» **DATASET CONTENT**:
▬▬▬▬▬▬

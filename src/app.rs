//! Application state and input handling for the dashboard.
//!
//! Rendering lives in [`crate::ui`]; this module only mutates state in
//! response to key presses, ticks and feed updates, which keeps it testable
//! without a terminal.

use std::collections::{HashMap, VecDeque};
use std::path::PathBuf;
use std::time::{Duration, Instant};

use crossterm::event::{KeyCode, KeyEvent, KeyModifiers};
use ratatui::widgets::ListState;

use crate::config::Config;
use crate::constants;
use crate::core::feed::{FeedHandle, FeedUpdate};
use crate::core::nbm::Daycast;
use crate::core::products::{self, Product, PRODUCTS};
use crate::core::spc::{OutlookLayer, RiskReading};
use crate::message::{self, Action, ActionMenuItem};
use crate::state::{Reading, Toast, ToastType};

/// Function used to launch the browser for a product.
pub type Opener = fn(&Product) -> std::io::Result<()>;

pub struct App {
    pub config: Config,
    pub config_dir: PathBuf,
    pub should_quit: bool,

    /// Last good reading per outlook layer.
    pub risks: HashMap<OutlookLayer, Reading<RiskReading>>,
    /// Last good daycast.
    pub daycast: Option<Reading<Daycast>>,
    /// Most recent error per source, cleared on the next success.
    pub source_errors: HashMap<&'static str, String>,
    /// A refresh cycle is in flight.
    pub refreshing: bool,
    pub last_cycle: Option<Instant>,

    /// In-app activity log, newest last.
    pub logs: VecDeque<String>,
    pub toast: Option<Toast>,

    pub product_list_state: ListState,
    pub show_config: bool,
    pub config_scroll: u16,
    pub action_menu: Option<ListState>,
    pub action_items: Vec<ActionMenuItem>,

    feed: Option<FeedHandle>,
    opener: Opener,
}

impl App {
    pub fn new(config: Config, config_dir: PathBuf) -> Self {
        let mut app = Self {
            config,
            config_dir,
            should_quit: false,
            risks: HashMap::new(),
            daycast: None,
            source_errors: HashMap::new(),
            refreshing: false,
            last_cycle: None,
            logs: VecDeque::with_capacity(constants::MAX_LOG_ENTRIES),
            toast: None,
            product_list_state: ListState::default().with_selected(Some(0)),
            show_config: false,
            config_scroll: 0,
            action_menu: None,
            action_items: message::action_menu_items(),
            feed: None,
            opener: products::open,
        };
        app.log(
            constants::MSG_INIT
                .replacen("{}", constants::APP_NAME, 1)
                .replacen("{}", constants::APP_VERSION, 1),
        );
        app.log(format!(
            "INIT: Location {} ({}), station {}",
            app.config.location.name,
            app.config.location.coordinates(),
            app.config.location.station
        ));
        app
    }

    /// Attaches the running feed worker so refresh requests reach it.
    pub fn attach_feed(&mut self, feed: FeedHandle) {
        self.feed = Some(feed);
        self.log(constants::MSG_READY);
    }

    #[cfg(test)]
    fn with_opener(mut self, opener: Opener) -> Self {
        self.opener = opener;
        self
    }

    pub fn refresh_interval(&self) -> Duration {
        Duration::from_secs(self.config.refresh_secs)
    }

    /// Appends to the activity log, dropping the oldest entry when full.
    pub fn log(&mut self, message: impl Into<String>) {
        let message = message.into();
        tracing::debug!(target: "meso::activity", "{message}");
        if self.logs.len() >= constants::MAX_LOG_ENTRIES {
            self.logs.pop_front();
        }
        self.logs.push_back(message);
    }

    pub fn show_toast(&mut self, message: impl Into<String>, toast_type: ToastType) {
        self.toast = Some(Toast::new(message, toast_type));
    }

    /// Periodic housekeeping.
    pub fn on_tick(&mut self) {
        if self.toast.as_ref().is_some_and(Toast::is_expired) {
            self.toast = None;
        }
    }

    /// Applies a message from the feed worker.
    pub fn handle_feed(&mut self, update: FeedUpdate) {
        match update {
            FeedUpdate::CycleStarted => {
                self.refreshing = true;
                self.log(format!("FEED: {}", constants::MSG_REFRESHING));
            }
            FeedUpdate::Risk(layer, reading) => {
                self.source_errors.remove(layer.common_name());
                match self.risks.get(&layer).map(|prev| prev.value) {
                    Some(prev) if prev == reading => {}
                    Some(prev) if reading > prev => {
                        self.log(format!(
                            "FEED: {layer} outlook raised to {reading} (was {prev})"
                        ));
                    }
                    _ => self.log(format!("FEED: {layer} outlook is {reading}")),
                }
                self.risks.insert(layer, Reading::now(reading));
            }
            FeedUpdate::Daycast(daycast) => {
                self.source_errors.remove("daycast");
                self.log(format!(
                    "FEED: Daycast high {}°F, low {}°F",
                    daycast.high_f, daycast.low_f
                ));
                self.daycast = Some(Reading::now(daycast));
            }
            FeedUpdate::Error { source, message } => {
                self.log(format!("ERROR: {source}: {message}"));
                self.source_errors.insert(source, message);
            }
            FeedUpdate::CycleComplete { ok, failed } => {
                self.refreshing = false;
                self.last_cycle = Some(Instant::now());
                self.log(format!("FEED: Cycle complete ({ok} ok, {failed} failed)"));
                if ok == 0 && failed > 0 {
                    self.show_toast("All feeds failed. Check your network.", ToastType::Error);
                } else if failed > 0 {
                    self.show_toast(
                        format!("{failed} feed(s) failed to update"),
                        ToastType::Warning,
                    );
                }
            }
        }
    }

    /// Dispatches a key press to the active view.
    pub fn handle_key(&mut self, key: KeyEvent) {
        if key.modifiers.contains(KeyModifiers::CONTROL) && key.code == KeyCode::Char('c') {
            self.should_quit = true;
            return;
        }

        if self.action_menu.is_some() {
            self.handle_action_menu_key(key.code);
        } else if self.show_config {
            self.handle_config_key(key.code);
        } else {
            self.handle_dashboard_key(key.code);
        }
    }

    fn handle_dashboard_key(&mut self, code: KeyCode) {
        match code {
            KeyCode::Char('q') | KeyCode::Esc => self.should_quit = true,
            KeyCode::Char('r') => self.dispatch(Action::Refresh),
            KeyCode::Char('c') => self.dispatch(Action::ToggleConfig),
            KeyCode::Char('x') => {
                self.action_menu = Some(ListState::default().with_selected(Some(0)));
            }
            KeyCode::Down | KeyCode::Char('j') => self.select_product(1),
            KeyCode::Up | KeyCode::Char('k') => self.select_product(-1),
            KeyCode::Enter | KeyCode::Char('o') => {
                if let Some(idx) = self.product_list_state.selected() {
                    self.dispatch(Action::OpenProduct(idx));
                }
            }
            KeyCode::Char(c @ '1'..='9') => {
                let idx = c
                    .to_digit(10)
                    .and_then(|d| usize::try_from(d - 1).ok())
                    .filter(|&i| i < PRODUCTS.len());
                if let Some(idx) = idx {
                    self.product_list_state.select(Some(idx));
                    self.dispatch(Action::OpenProduct(idx));
                }
            }
            _ => {}
        }
    }

    fn handle_config_key(&mut self, code: KeyCode) {
        let max_scroll = u16::try_from(self.config_lines().len().saturating_sub(1))
            .unwrap_or(u16::MAX);
        match code {
            KeyCode::Esc | KeyCode::Char('c' | 'q') => self.show_config = false,
            KeyCode::Down | KeyCode::Char('j') => {
                self.config_scroll = (self.config_scroll + 1).min(max_scroll);
            }
            KeyCode::Up | KeyCode::Char('k') => {
                self.config_scroll = self.config_scroll.saturating_sub(1);
            }
            KeyCode::Char('g') => self.config_scroll = 0,
            KeyCode::Char('G') => self.config_scroll = max_scroll,
            _ => {}
        }
    }

    fn handle_action_menu_key(&mut self, code: KeyCode) {
        let len = self.action_items.len();
        let Some(state) = self.action_menu.as_mut() else {
            return;
        };
        match code {
            KeyCode::Esc | KeyCode::Char('x' | 'q') => self.action_menu = None,
            KeyCode::Down | KeyCode::Char('j') => {
                let next = state.selected().map_or(0, |i| (i + 1) % len);
                state.select(Some(next));
            }
            KeyCode::Up | KeyCode::Char('k') => {
                let prev = state.selected().map_or(0, |i| (i + len - 1) % len);
                state.select(Some(prev));
            }
            KeyCode::Enter => {
                let action = state
                    .selected()
                    .and_then(|i| self.action_items.get(i))
                    .map(|item| item.action);
                self.action_menu = None;
                if let Some(action) = action {
                    self.dispatch(action);
                }
            }
            _ => {}
        }
    }

    fn select_product(&mut self, delta: isize) {
        let len = PRODUCTS.len();
        let current = self.product_list_state.selected().unwrap_or(0);
        let next = current.saturating_add_signed(delta).min(len - 1);
        self.product_list_state.select(Some(next));
    }

    /// Performs a user action.
    pub fn dispatch(&mut self, action: Action) {
        match action {
            Action::Refresh => {
                if let Some(ref feed) = self.feed {
                    feed.refresh_now();
                }
                self.show_toast(constants::MSG_REFRESHING, ToastType::Info);
            }
            Action::OpenProduct(idx) => {
                let Some(product) = PRODUCTS.get(idx) else {
                    return;
                };
                match (self.opener)(product) {
                    Ok(()) => {
                        self.log(format!("OPEN: {} ({})", product.title, product.url));
                        self.show_toast(
                            format!("{}{}", constants::MSG_OPENED, product.title),
                            ToastType::Success,
                        );
                    }
                    Err(e) => {
                        self.log(format!("ERROR: {}{e}", constants::MSG_OPEN_FAILED));
                        self.show_toast(
                            format!("{}{e}", constants::MSG_OPEN_FAILED),
                            ToastType::Error,
                        );
                    }
                }
            }
            Action::ToggleConfig => {
                self.show_config = !self.show_config;
                self.config_scroll = 0;
            }
            Action::Quit => self.should_quit = true,
        }
    }

    /// The effective configuration rendered as TOML, for the config viewer.
    pub fn config_lines(&self) -> Vec<String> {
        match toml::to_string_pretty(&self.config) {
            Ok(text) => text.lines().map(str::to_string).collect(),
            Err(e) => vec![format!("Error rendering config: {e}")],
        }
    }
}
//! Catalogue of image products opened in the system browser.

/// Issuing center, used for grouping in listings.
#[derive(Debug, Clone, Copy, PartialEq, Eq)]
pub enum Center {
    Spc,
    Cpc,
}

impl std::fmt::Display for Center {
    fn fmt(&self, f: &mut std::fmt::Formatter<'_>) -> std::fmt::Result {
        f.pad(match self {
            Center::Spc => "SPC",
            Center::Cpc => "CPC",
        })
    }
}

/// A static image product.
#[derive(Debug, Clone, Copy, PartialEq, Eq)]
pub struct Product {
    /// Stable identifier used on the command line.
    pub key: &'static str,
    pub title: &'static str,
    pub center: Center,
    pub url: &'static str,
}

pub const PRODUCTS: [Product; 6] = [
    Product {
        key: "categorical",
        title: "Day 1 Categorical Outlook",
        center: Center::Spc,
        url: "https://www.spc.noaa.gov/products/outlook/day1otlk.gif",
    },
    Product {
        key: "tornado",
        title: "Day 1 Tornado Probability",
        center: Center::Spc,
        url: "https://www.spc.noaa.gov/products/outlook/day1probotlk_torn.gif",
    },
    Product {
        key: "wind",
        title: "Day 1 Wind Probability",
        center: Center::Spc,
        url: "https://www.spc.noaa.gov/products/outlook/day1probotlk_wind.gif",
    },
    Product {
        key: "hail",
        title: "Day 1 Hail Probability",
        center: Center::Spc,
        url: "https://www.spc.noaa.gov/products/outlook/day1probotlk_hail.gif",
    },
    Product {
        key: "cpc-temp",
        title: "6-10 Day Temperature Outlook",
        center: Center::Cpc,
        url: "https://www.cpc.ncep.noaa.gov/products/predictions/610day/610temp.new.gif",
    },
    Product {
        key: "cpc-precip",
        title: "6-10 Day Precipitation Outlook",
        center: Center::Cpc,
        url: "https://www.cpc.ncep.noaa.gov/products/predictions/610day/610prcp.new.gif",
    },
];

/// Looks up a product by key, ignoring case.
#[must_use]
pub fn find(key: &str) -> Option<&'static Product> {
    PRODUCTS
        .iter()
        .find(|p| p.key.eq_ignore_ascii_case(key.trim()))
}

/// Opens the product image in the default browser.
///
/// # Errors
///
/// Returns an error if no browser could be launched.
pub fn open(product: &Product) -> std::io::Result<()> {
    tracing::info!(key = product.key, url = product.url, "opening product");
    open::that(product.url)
}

▬▬▬▬▬▬

Report the count, and only the count, of lines in the records above that contain "FeedUpdate".

7